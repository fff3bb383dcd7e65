//! tokio-postgres adapter.
//!
//! Binds [`Value`]s as query parameters and decodes result rows back into
//! [`Row`]s, so any chain can run against a `tokio_postgres::Client` or
//! `Transaction`:
//!
//! ```ignore
//! let (client, conn) = tokio_postgres::connect(&url, NoTls).await?;
//! tokio::spawn(conn);
//!
//! let users = qb::postgres()
//!     .from("users")
//!     .select("id email")
//!     .where_(("status", "active"))
//!     .fetch_all(&client, &[])
//!     .await?;
//! ```

use crate::error::{Error, Result};
use crate::executor::Executor;
use crate::value::{Row, Value};
use bytes::BytesMut;
use chrono::{DateTime, NaiveDate, NaiveDateTime, NaiveTime, Utc};
use rust_decimal::Decimal;
use std::sync::Arc;
use tokio_postgres::types::{FromSql, IsNull, Kind, ToSql, Type, to_sql_checked};
use uuid::Uuid;

type BoxError = Box<dyn std::error::Error + Sync + Send>;

impl ToSql for Value {
    fn to_sql(&self, ty: &Type, out: &mut BytesMut) -> std::result::Result<IsNull, BoxError> {
        match self {
            Value::Null => Ok(IsNull::Yes),
            Value::Bool(b) => b.to_sql(ty, out),
            Value::Int(i) => match *ty {
                Type::INT2 => i16::try_from(*i)?.to_sql(ty, out),
                Type::INT4 => i32::try_from(*i)?.to_sql(ty, out),
                Type::FLOAT4 => (*i as f32).to_sql(ty, out),
                Type::FLOAT8 => (*i as f64).to_sql(ty, out),
                _ => i.to_sql(ty, out),
            },
            Value::Float(f) => match *ty {
                Type::FLOAT4 => (*f as f32).to_sql(ty, out),
                _ => f.to_sql(ty, out),
            },
            Value::Text(s) => s.to_sql(ty, out),
            Value::Uuid(u) => u.to_sql(ty, out),
            Value::Timestamp(t) => match *ty {
                Type::TIMESTAMP => t.naive_utc().to_sql(ty, out),
                _ => t.to_sql(ty, out),
            },
            Value::Json(j) => j.to_sql(ty, out),
        }
    }

    fn accepts(_ty: &Type) -> bool {
        true
    }

    to_sql_checked!();
}

fn params(values: &[Value]) -> Vec<&(dyn ToSql + Sync)> {
    values.iter().map(|v| v as &(dyn ToSql + Sync)).collect()
}

fn bytea_text(raw: &[u8]) -> String {
    let mut out = String::with_capacity(2 + raw.len() * 2);
    out.push_str("\\x");
    for b in raw {
        out.push_str(&format!("{b:02x}"));
    }
    out
}

/// Column decoding. Types with no closer [`Value`] form come back as text:
/// NUMERIC keeps its exact digits, dates and times use ISO format, BYTEA is
/// hex with a `\x` prefix, and one-dimensional arrays become JSON arrays.
/// Anything else is read as UTF-8, which covers enums, domains and `citext`.
impl<'a> FromSql<'a> for Value {
    fn from_sql(ty: &Type, raw: &'a [u8]) -> std::result::Result<Self, BoxError> {
        Ok(match *ty {
            Type::BOOL => Value::Bool(bool::from_sql(ty, raw)?),
            Type::INT2 => Value::from(i16::from_sql(ty, raw)?),
            Type::INT4 => Value::from(i32::from_sql(ty, raw)?),
            Type::INT8 => Value::Int(i64::from_sql(ty, raw)?),
            Type::FLOAT4 => Value::from(f32::from_sql(ty, raw)?),
            Type::FLOAT8 => Value::Float(f64::from_sql(ty, raw)?),
            Type::NUMERIC => Value::Text(Decimal::from_sql(ty, raw)?.to_string()),
            Type::UUID => Value::Uuid(Uuid::from_sql(ty, raw)?),
            Type::TIMESTAMPTZ => Value::Timestamp(DateTime::<Utc>::from_sql(ty, raw)?),
            Type::TIMESTAMP => Value::Timestamp(NaiveDateTime::from_sql(ty, raw)?.and_utc()),
            Type::DATE => Value::Text(NaiveDate::from_sql(ty, raw)?.to_string()),
            Type::TIME => Value::Text(NaiveTime::from_sql(ty, raw)?.to_string()),
            Type::JSON | Type::JSONB => Value::Json(serde_json::Value::from_sql(ty, raw)?),
            Type::BYTEA => Value::Text(bytea_text(raw)),
            _ => match ty.kind() {
                Kind::Array(_) => {
                    let items = Vec::<Value>::from_sql(ty, raw)?;
                    Value::Json(serde_json::to_value(items)?)
                }
                _ => Value::Text(std::str::from_utf8(raw)?.to_string()),
            },
        })
    }

    fn from_sql_null(_ty: &Type) -> std::result::Result<Self, BoxError> {
        Ok(Value::Null)
    }

    fn accepts(_ty: &Type) -> bool {
        true
    }
}

fn decode_value(row: &tokio_postgres::Row, idx: usize) -> Result<Value> {
    row.try_get::<_, Value>(idx)
        .map_err(|e| Error::decode(row.columns()[idx].name(), e.to_string()))
}

fn decode_rows(rows: &[tokio_postgres::Row]) -> Result<Vec<Row>> {
    let Some(first) = rows.first() else {
        return Ok(Vec::new());
    };
    let columns: Arc<[String]> = first
        .columns()
        .iter()
        .map(|c| c.name().to_string())
        .collect();
    rows.iter()
        .map(|row| {
            let values = (0..row.len())
                .map(|idx| decode_value(row, idx))
                .collect::<Result<Vec<_>>>()?;
            Ok(Row::new(Arc::clone(&columns), values))
        })
        .collect()
}

macro_rules! impl_executor {
    ($($ty:ty),*) => {
        $(impl Executor for $ty {
            async fn fetch(&self, sql: &str, values: &[Value]) -> Result<Vec<Row>> {
                let params = params(values);
                let rows = self.query(sql, &params).await?;
                decode_rows(&rows)
            }

            async fn execute(&self, sql: &str, values: &[Value]) -> Result<u64> {
                let params = params(values);
                Ok(<$ty>::execute(self, sql, &params).await?)
            }
        })*
    };
}

impl_executor!(tokio_postgres::Client, tokio_postgres::Transaction<'_>);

________________________

*The task:* Check each line in the records for the word "ToSql" and say how many have it, with nothing else.

*Result of the task:* 4